impl IoMap {
    pub fn new(window: Duration) -> std::sync::Arc<Self> {
        std::sync::Arc::new(Self {
            window,
            inner: Mutex::new(IoMapInner::default()),
        })
    }

    fn stream(
        &self,
        ino: u64,
        app: &str,
        uid: u32,
        gid: u32,
    ) -> std::sync::Arc<IoStream> {
        let mut inner = self.inner.lock();
        let streams = inner.streams.entry(ino).or_default();
        if let Some(stream) = streams
            .iter()
            .find(|s| s.app == app && s.uid == uid && s.gid == gid)
        {
            return stream.clone();
        }
        let stream = std::sync::Arc::new(IoStream::new(ino, app, uid, gid, self.window));
        streams.push(stream.clone());
        inner.apps.insert(app.to_owned());
        inner.uids.insert(uid);
        inner.gids.insert(gid);
        stream
    }

    pub fn add_read(&self, ino: u64, app: &str, uid: u32, gid: u32, bytes: u64) {
        self.stream(ino, app, uid, gid)
            .add(IoDirection::Read, IoMark::now(bytes));
    }

    pub fn add_write(&self, ino: u64, app: &str, uid: u32, gid: u32, bytes: u64) {
        self.stream(ino, app, uid, gid)
            .add(IoDirection::Write, IoMark::now(bytes));
    }

    pub fn apps(&self) -> Vec<String> {
        self.inner.lock().apps.iter().cloned().collect()
    }

    pub fn uids(&self) -> Vec<u32> {
        self.inner.lock().uids.iter().copied().collect()
    }

    pub fn gids(&self) -> Vec<u32> {
        self.inner.lock().gids.iter().copied().collect()
    }

    pub fn len(&self) -> usize {
        self.inner.lock().streams.values().map(|v| v.len()).sum()
    }

    pub fn is_empty(&self) -> bool {
        self.len() == 0
    }

    fn matching(&self, key: &StreamKey<'_>) -> Vec<std::sync::Arc<IoStream>> {
        let inner = self.inner.lock();
        inner
            .streams
            .values()
            .flatten()
            .filter(|s| match key {
                StreamKey::App(app) => s.app == *app,
                StreamKey::Uid(uid) => s.uid == *uid,
                StreamKey::Gid(gid) => s.gid == *gid,
            })
            .cloned()
            .collect()
    }

    /// Combined bandwidth over all streams matching the key; `None` when no
    /// matching stream holds marks.
    pub fn bandwidth(&self, key: StreamKey<'_>, direction: IoDirection) -> Option<Bandwidth> {
        let mut folded = Bandwidth::default();
        for stream in self.matching(&key) {
            if let Some(bw) = stream.bandwidth(direction) {
                folded = folded.combine(&bw);
            }
        }
        (!folded.is_empty()).then_some(folded)
    }

    /// Fold all streams matching the key into one summary.
    pub fn summary(&self, key: StreamKey<'_>) -> Result<IoStatSummary, Error> {
        let streams = self.matching(&key);
        let window_secs = self.window.as_secs();
        if window_secs == 0 {
            return Err(Error::InvalidArgument("zero seconds for rate calculation"));
        }
        let mut out = IoStatSummary {
            window_secs,
            ..Default::default()
        };
        for stream in &streams {
            out.read_samples += stream.reads.samples();
            out.write_samples += stream.writes.samples();
        }
        out.read_iops = out.read_samples as f64 / window_secs as f64;
        out.write_iops = out.write_samples as f64 / window_secs as f64;
        out.read_bandwidth = self.bandwidth(key.clone(), IoDirection::Read);
        out.write_bandwidth = self.bandwidth(key, IoDirection::Write);
        Ok(out)
    }

    /// Forget every stream of an application; returns whether any existed.
    pub fn remove_app(&self, app: &str) -> bool {
        let mut inner = self.inner.lock();
        let mut removed = false;
        for streams in inner.streams.values_mut() {
            let before = streams.len();
            streams.retain(|s| s.app != app);
            removed |= streams.len() != before;
        }
        inner.streams.retain(|_, v| !v.is_empty());
        inner.apps.remove(app);
        removed
    }

    /// Snapshot of every live stream.
    pub fn snapshot(&self) -> Vec<std::sync::Arc<IoStream>> {
        self.inner.lock().streams.values().flatten().cloned().collect()
    }

    /// Drop streams whose windows hold no marks anymore.
    pub fn prune(&self) -> usize {
        let mut inner = self.inner.lock();
        for streams in inner.streams.values_mut() {
            streams.retain(|s| !s.is_idle());
        }
        inner.streams.retain(|_, v| !v.is_empty());
        inner.streams.values().map(|v| v.len()).sum()
    }

    /// Background cleaner pruning idle streams on the window period.
    pub fn spawn_cleaner(
        self: std::sync::Arc<Self>,
        cancel: CancellationToken,
    ) -> tokio::task::JoinHandle<()> {
        let this = self;
        tokio::spawn(async move {
            loop {
                tokio::select! {
                    _ = cancel.cancelled() => return,
                    _ = tokio::time::sleep(this.window) => {
                        let left = this.prune();
                        debug!(left, "pruned idle I/O streams");
                    }
                }
            }
        })
    }
}
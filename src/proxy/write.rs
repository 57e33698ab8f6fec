//! Asynchronous write chunks.
//!
//! A write handler wraps a pooled buffer carrying the payload of one
//! remote write. Handlers are registered in the proxy's in-flight map
//! keyed by their address and either submitted directly or parked in the
//! write queue for batched submission.
use std::sync::atomic::{AtomicBool, AtomicUsize, Ordering};
use std::sync::Arc;
use std::time::Duration;

use parking_lot::Mutex;
use tokio::sync::Notify;

use crate::pools::PooledBuffer;
use crate::remote::RemoteStatus;

pub type WriteHandler = Arc<WriteChunk>;

#[derive(Debug)]
pub struct WriteChunk {
    offset: u64,
    timeout: Duration,
    buffer: Mutex<Option<PooledBuffer>>,
    len: AtomicUsize,
    done: AtomicBool,
    status: Mutex<RemoteStatus>,
    pub(crate) notify: Notify,
    created: tokio::time::Instant,
}

impl WriteChunk {
    pub(crate) fn new(offset: u64, timeout: Duration, buffer: PooledBuffer) -> WriteHandler {
        Arc::new(Self {
            offset,
            timeout,
            len: AtomicUsize::new(buffer.len()),
            buffer: Mutex::new(Some(buffer)),
            done: AtomicBool::new(false),
            status: Mutex::new(RemoteStatus::ok()),
            notify: Notify::new(),
            created: tokio::time::Instant::now(),
        })
    }

    pub fn offset(&self) -> u64 {
        self.offset
    }
    pub fn timeout(&self) -> Duration {
        self.timeout
    }
    pub fn len(&self) -> usize {
        self.len.load(Ordering::Acquire)
    }
    pub fn is_empty(&self) -> bool {
        self.len() == 0
    }
    pub fn done(&self) -> bool {
        self.done.load(Ordering::Acquire)
    }
    pub fn status(&self) -> RemoteStatus {
        self.status.lock().clone()
    }
    pub fn age(&self) -> Duration {
        self.created.elapsed()
    }

    /// Copy the payload into the pooled buffer.
    pub fn copy_from(&self, data: &[u8]) {
        let mut buffer = self.buffer.lock();
        if let Some(buf) = buffer.as_mut() {
            buf.fill_from(data);
            self.len.store(data.len(), Ordering::Release);
        }
    }

    /// Mutable access to the payload buffer, e.g. to read journal content
    /// straight into it.
    pub fn with_buffer_mut<R>(&self, f: impl FnOnce(&mut [u8]) -> R) -> R {
        let mut buffer = self.buffer.lock();
        let buf = buffer.as_mut().expect("write buffer already taken");
        f(buf.as_mut_slice())
    }

    /// Detach the buffer for submission; dropping the returned buffer hands
    /// it back to its pool.
    pub(crate) fn take_buffer(&self) -> Option<PooledBuffer> {
        self.buffer.lock().take()
    }

    pub(crate) fn complete(&self, status: RemoteStatus) {
        *self.status.lock() = status;
        self.done.store(true, Ordering::Release);
        self.notify.notify_waiters();
    }

    /// Block until the write completed; returns its status.
    pub async fn wait(&self) -> RemoteStatus {
        loop {
            let notified = self.notify.notified();
            tokio::pin!(notified);
            notified.as_mut().enable();
            if self.done() {
                return self.status();
            }
            let _ = tokio::time::timeout(std::time::Duration::from_millis(25), notified).await;
        }
    }

    /// Identity key of this chunk in the in-flight maps.
    pub fn addr(&self) -> usize {
        self as *const Self as usize
    }
}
______
If a line in the records above holds the string "submission", copy it.

//! write queue for batched submission.
    /// Detach the buffer for submission; dropping the returned buffer hands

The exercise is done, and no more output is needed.